YOUR INSTRUCTIONS
An exact copy of each record is required.

PROVIDED RECORDS
┄┄┄┄┄┄┄┄┄┄┄┄┄┄┄┄┄┄┄┄

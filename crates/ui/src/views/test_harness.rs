use std::sync::Arc;

use async_trait::async_trait;
use dioxus::core::NoOpMutations;
use dioxus::prelude::*;
use services::{
    CameraError, CameraSource, RunTestRequest, StimulusTestController, SubmitError, TestSubmitter,
};
use stimulus_core::model::PatientName;
use stimulus_core::time::fixed_clock;

use crate::context::{UiApp, build_app_context};
use crate::platform::{LinkOpenerRef, UiLinkOpener};
use crate::views::test::{TestPanel, run_test};
use crate::views::{TestView, use_stimulus_view};

pub struct StubCamera(pub Result<(), CameraError>);

#[async_trait(?Send)]
impl CameraSource for StubCamera {
    async fn open_preview(&self) -> Result<(), CameraError> {
        self.0.clone()
    }
}

struct AcceptingSubmitter;

#[async_trait]
impl TestSubmitter for AcceptingSubmitter {
    async fn submit(&self, _request: &RunTestRequest) -> Result<(), SubmitError> {
        Ok(())
    }

    fn results_url(&self, patient: &PatientName) -> String {
        format!("/results/{patient}")
    }
}

struct IgnoreLinks;

impl UiLinkOpener for IgnoreLinks {
    fn open_url(&self, _url: &str) {}
}

struct TestApp {
    controller: Arc<StimulusTestController>,
    camera: Arc<dyn CameraSource>,
}

impl UiApp for TestApp {
    fn controller(&self) -> Arc<StimulusTestController> {
        Arc::clone(&self.controller)
    }

    fn camera(&self) -> Arc<dyn CameraSource> {
        Arc::clone(&self.camera)
    }

    fn link_opener(&self) -> LinkOpenerRef {
        Arc::new(IgnoreLinks)
    }
}

#[derive(Props, Clone)]
struct HarnessProps {
    app: Arc<TestApp>,
}

impl PartialEq for HarnessProps {
    fn eq(&self, _other: &Self) -> bool {
        true
    }
}

#[component]
fn TestViewHarness(props: HarnessProps) -> Element {
    let app: Arc<dyn UiApp> = props.app.clone();
    use_context_provider(|| build_app_context(&app));
    rsx! { TestView {} }
}

#[derive(Props, Clone)]
struct RunHarnessProps {
    app: Arc<TestApp>,
    names: Vec<String>,
}

impl PartialEq for RunHarnessProps {
    fn eq(&self, _other: &Self) -> bool {
        true
    }
}

/// Renders the test panel and starts one run per name, in order, on mount.
#[component]
fn RunHarness(props: RunHarnessProps) -> Element {
    let app: Arc<dyn UiApp> = props.app.clone();
    let ctx = use_context_provider(|| build_app_context(&app));
    let view = use_stimulus_view();
    let running = use_signal(|| false);
    use_hook(|| {
        let controller = ctx.controller();
        let names = props.names.clone();
        spawn(async move {
            for name in names {
                run_test(Arc::clone(&controller), name, view, running).await;
            }
        });
    });
    rsx! { TestPanel { view, running } }
}

pub struct ViewHarness {
    pub dom: VirtualDom,
}

impl ViewHarness {
    pub fn rebuild(&mut self) {
        self.dom.rebuild_in_place();
        drive_dom(&mut self.dom);
    }

    pub async fn drive_async(&mut self) {
        let _ = tokio::time::timeout(
            std::time::Duration::from_millis(50),
            self.dom.wait_for_work(),
        )
        .await;
        self.dom.render_immediate(&mut NoOpMutations);
        self.dom.process_events();
    }

    pub fn render(&self) -> String {
        dioxus_ssr::render(&self.dom)
    }

    /// Drives the dom until `done` accepts a render, returning every render seen.
    pub async fn drive_until(
        &mut self,
        max_passes: usize,
        done: impl Fn(&str) -> bool,
    ) -> Vec<String> {
        let mut renders = Vec::new();
        for _ in 0..max_passes {
            self.drive_async().await;
            let html = self.render();
            let finished = done(&html);
            renders.push(html);
            if finished {
                break;
            }
        }
        renders
    }
}

pub fn drive_dom(dom: &mut VirtualDom) {
    dom.process_events();
    dom.render_immediate(&mut NoOpMutations);
    dom.process_events();
}

fn test_app(camera: StubCamera) -> Arc<TestApp> {
    let controller = StimulusTestController::new(fixed_clock(), Arc::new(AcceptingSubmitter));
    Arc::new(TestApp {
        controller: Arc::new(controller),
        camera: Arc::new(camera),
    })
}

pub fn setup_test_view(camera: StubCamera) -> ViewHarness {
    let app = test_app(camera);
    let dom = VirtualDom::new_with_props(TestViewHarness, HarnessProps { app });
    ViewHarness { dom }
}

/// Harness whose panel starts a run for each of `names` as soon as it mounts.
pub fn setup_run_view(names: &[&str]) -> ViewHarness {
    let app = test_app(StubCamera(Ok(())));
    let names = names.iter().map(|name| (*name).to_string()).collect();
    let dom = VirtualDom::new_with_props(RunHarness, RunHarnessProps { app, names });
    ViewHarness { dom }
}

┄┄┄┄┄┄┄┄┄┄┄┄┄┄┄┄┄┄┄┄

SOLUTION FOR THIS TASK
filename crates/ui/src/views/test_harness.rs
use std::sync::Arc;

use async_trait::async_trait;
use dioxus::core::NoOpMutations;
use dioxus::prelude::*;
use services::{
    CameraError, CameraSource, RunTestRequest, StimulusTestController, SubmitError, TestSubmitter,
};
use stimulus_core::model::PatientName;
use stimulus_core::time::fixed_clock;

use crate::context::{UiApp, build_app_context};
use crate::platform::{LinkOpenerRef, UiLinkOpener};
use crate::views::test::{TestPanel, run_test};
use crate::views::{TestView, use_stimulus_view};

pub struct StubCamera(pub Result<(), CameraError>);

#[async_trait(?Send)]
impl CameraSource for StubCamera {
    async fn open_preview(&self) -> Result<(), CameraError> {
        self.0.clone()
    }
}

struct AcceptingSubmitter;

#[async_trait]
impl TestSubmitter for AcceptingSubmitter {
    async fn submit(&self, _request: &RunTestRequest) -> Result<(), SubmitError> {
        Ok(())
    }

    fn results_url(&self, patient: &PatientName) -> String {
        format!("/results/{patient}")
    }
}

struct IgnoreLinks;

impl UiLinkOpener for IgnoreLinks {
    fn open_url(&self, _url: &str) {}
}

struct TestApp {
    controller: Arc<StimulusTestController>,
    camera: Arc<dyn CameraSource>,
}

impl UiApp for TestApp {
    fn controller(&self) -> Arc<StimulusTestController> {
        Arc::clone(&self.controller)
    }

    fn camera(&self) -> Arc<dyn CameraSource> {
        Arc::clone(&self.camera)
    }

    fn link_opener(&self) -> LinkOpenerRef {
        Arc::new(IgnoreLinks)
    }
}

#[derive(Props, Clone)]
struct HarnessProps {
    app: Arc<TestApp>,
}

impl PartialEq for HarnessProps {
    fn eq(&self, _other: &Self) -> bool {
        true
    }
}

#[component]
fn TestViewHarness(props: HarnessProps) -> Element {
    let app: Arc<dyn UiApp> = props.app.clone();
    use_context_provider(|| build_app_context(&app));
    rsx! { TestView {} }
}

#[derive(Props, Clone)]
struct RunHarnessProps {
    app: Arc<TestApp>,
    names: Vec<String>,
}

impl PartialEq for RunHarnessProps {
    fn eq(&self, _other: &Self) -> bool {
        true
    }
}

/// Renders the test panel and starts one run per name, in order, on mount.
#[component]
fn RunHarness(props: RunHarnessProps) -> Element {
    let app: Arc<dyn UiApp> = props.app.clone();
    let ctx = use_context_provider(|| build_app_context(&app));
    let view = use_stimulus_view();
    let running = use_signal(|| false);
    use_hook(|| {
        let controller = ctx.controller();
        let names = props.names.clone();
        spawn(async move {
            for name in names {
                run_test(Arc::clone(&controller), name, view, running).await;
            }
        });
    });
    rsx! { TestPanel { view, running } }
}

pub struct ViewHarness {
    pub dom: VirtualDom,
}

impl ViewHarness {
    pub fn rebuild(&mut self) {
        self.dom.rebuild_in_place();
        drive_dom(&mut self.dom);
    }

    pub async fn drive_async(&mut self) {
        let _ = tokio::time::timeout(
            std::time::Duration::from_millis(50),
            self.dom.wait_for_work(),
        )
        .await;
        self.dom.render_immediate(&mut NoOpMutations);
        self.dom.process_events();
    }

    pub fn render(&self) -> String {
        dioxus_ssr::render(&self.dom)
    }

    /// Drives the dom until `done` accepts a render, returning every render seen.
    pub async fn drive_until(
        &mut self,
        max_passes: usize,
        done: impl Fn(&str) -> bool,
    ) -> Vec<String> {
        let mut renders = Vec::new();
        for _ in 0..max_passes {
            self.drive_async().await;
            let html = self.render();
            let finished = done(&html);
            renders.push(html);
            if finished {
                break;
            }
        }
        renders
    }
}

pub fn drive_dom(dom: &mut VirtualDom) {
    dom.process_events();
    dom.render_immediate(&mut NoOpMutations);
    dom.process_events();
}

fn test_app(camera: StubCamera) -> Arc<TestApp> {
    let controller = StimulusTestController::new(fixed_clock(), Arc::new(AcceptingSubmitter));
    Arc::new(TestApp {
        controller: Arc::new(controller),
        camera: Arc::new(camera),
    })
}

pub fn setup_test_view(camera: StubCamera) -> ViewHarness {
    let app = test_app(camera);
    let dom = VirtualDom::new_with_props(TestViewHarness, HarnessProps { app });
    ViewHarness { dom }
}

/// Harness whose panel starts a run for each of `names` as soon as it mounts.
pub fn setup_run_view(names: &[&str]) -> ViewHarness {
    let app = test_app(StubCamera(Ok(())));
    let names = names.iter().map(|name| (*name).to_string()).collect();
    let dom = VirtualDom::new_with_props(RunHarness, RunHarnessProps { app, names });
    ViewHarness { dom }
}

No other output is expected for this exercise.